I libri a volte arrivano in modo strano. Per esempio è particolare la storia di Donato Carrisi a Longanesi.
«L’agente Luigi Bernabò mi mandò il manoscritto usando una strategia nuova, che è sempre una buona cosa. Era un venerdì, disse che lo aveva dato non ai direttori editoriali, ma ai capi dei tre grandi gruppi. Lo lessi nel fine settimana, mi piacque e il lunedì lo presi».

Se venisse a sapere che pubblica con un altro editore lo considererebbe un tradimento?
«Diciamo che non lo vivrei bene. Penserei a uno scherzo, pratica che non gli è estranea».

Un altro autore voluto da lei è Ildefonso Falcones.
«Quando seppi che c’era questo romanzo spagnolo, La cattedrale del mare, che ricordava I pilastri della terra di Ken Follett che mi era piaciuto molto, mi sono seduto sul tavolo dell’agente alla fiera di Londra finché non si è decisa a dirmi quanto voleva. Poi con lui ho sempre avuto un rapporto di amicizia, anche se non sempre sono d’accordo con le sue idee».

Una bandiera di Garzanti è Claudio Magris.
«È sorprendente che un autore di quella statura, di quel calibro, che ha la più grande consapevolezza linguistica possibile, uno che quando scrive un libro ne scrive un altro per spiegare ai traduttori certe sfumature, sia anche una persona così piacevole, simpatica, spiritosa, capace di autoironia come Claudio. Non ci siamo mai annoiati con lui».

Un autore che le piacerebbe prendere dalla concorrenza?
«Tanti. La caratteristica del nostro mestiere, che dà agli editori un senso di comunità più che di concorrenza, è il fatto che spesso ti piacciono anche i libri degli altri. Sarebbe patologico il contrario».
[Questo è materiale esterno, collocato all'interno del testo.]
use serde::Deserialize;
use serde::de::Error as DeError;

/// Numeric value returned by SMS.IR as either JSON number or JSON string.
///
/// The raw JSON token is preserved to avoid float formatting drift: a large id such as
/// `53160177228` stays `"53160177228"`, and an integral float token (`53160177228.0`) is
/// rendered without the fractional part.
#[derive(Debug, Clone, PartialEq, Eq)]
pub struct TransportNumber(String);

impl TransportNumber {
    pub fn into_string(self) -> String {
        self.0
    }
}

impl<'de> Deserialize<'de> for TransportNumber {
    fn deserialize<D>(deserializer: D) -> Result<Self, D::Error>
    where
        D: serde::Deserializer<'de>,
    {
        let raw: Box<serde_json::value::RawValue> = Deserialize::deserialize(deserializer)?;
        let token = raw.get();

        match token.as_bytes().first().copied() {
            Some(b'"') => {
                let parsed = serde_json::from_str::<String>(token).map_err(D::Error::custom)?;
                Ok(Self(parsed.trim().to_owned()))
            }
            Some(b'-' | b'0'..=b'9') => Ok(Self(strip_integral_fraction(token).to_owned())),
            _ => Err(D::Error::custom(
                "expected numeric field to be JSON number or string",
            )),
        }
    }
}

fn strip_integral_fraction(token: &str) -> &str {
    match token.split_once('.') {
        Some((whole, fraction)) if !fraction.is_empty() && fraction.bytes().all(|b| b == b'0') => {
            whole
        }
        _ => token,
    }
}
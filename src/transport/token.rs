use serde::Deserialize;

use super::{ApiReply, TransportError};

#[derive(Debug, Clone, Deserialize)]
#[serde(rename_all = "PascalCase")]
struct TokenJsonResponse {
    #[serde(default)]
    token_key: Option<String>,
    is_successful: bool,
    #[serde(default)]
    message: Option<String>,
}

pub fn encode_token_request(api_key: &str, secret_key: &str) -> String {
    serde_json::json!({
        "UserApiKey": api_key,
        "SecretKey": secret_key,
    })
    .to_string()
}

/// An empty `TokenKey` decodes as no value.
pub fn decode_token_json_response(json: &str) -> Result<ApiReply<String>, TransportError> {
    let parsed: TokenJsonResponse = serde_json::from_str(json)?;
    Ok(ApiReply::new(
        parsed.is_successful,
        parsed.message,
        parsed.token_key.filter(|token| !token.is_empty()),
    ))
}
Editoria e intelligenza artificiale. Quali possono essere i vantaggi, quali i rischi?
«Innanzitutto c’è un problema di copyright: troppe zone grigie e troppa avidità di aziende miliardarie che in alcuni casi hanno usato i siti pirata per addestrare le loro intelligenze artificiali con gli ebook. Piuttosto vergognoso. Come se le Ferrari montassero gomme rubate. Gli artigiani del libro, cioè autori, illustratori, traduttori, potranno farsi aiutare a volte da queste innovazioni ma devono padroneggiare la materia. Dopo l’afflusso di molto materiale sospettato di essere generato dall’intelligenza artificiale Amazon ha messo un limite di 3 libri al giorno che un soggetto può autopubblicare. A volte ci può sorprendere, ad esempio con una buona scrittura o una veloce traduzione o una illustrazione che costa poco tempo e risorse, ma incappa anche in grossolani errori. Le cosiddette allucinazioni, sviste grosse ben mimetizzate. Come diceva Terry Pratchett se in un secchio di letame metti una goccia di birra rimane un secchio di letame, ma se in un secchio di birra metti una goccia di letame diventa un secchio di letame».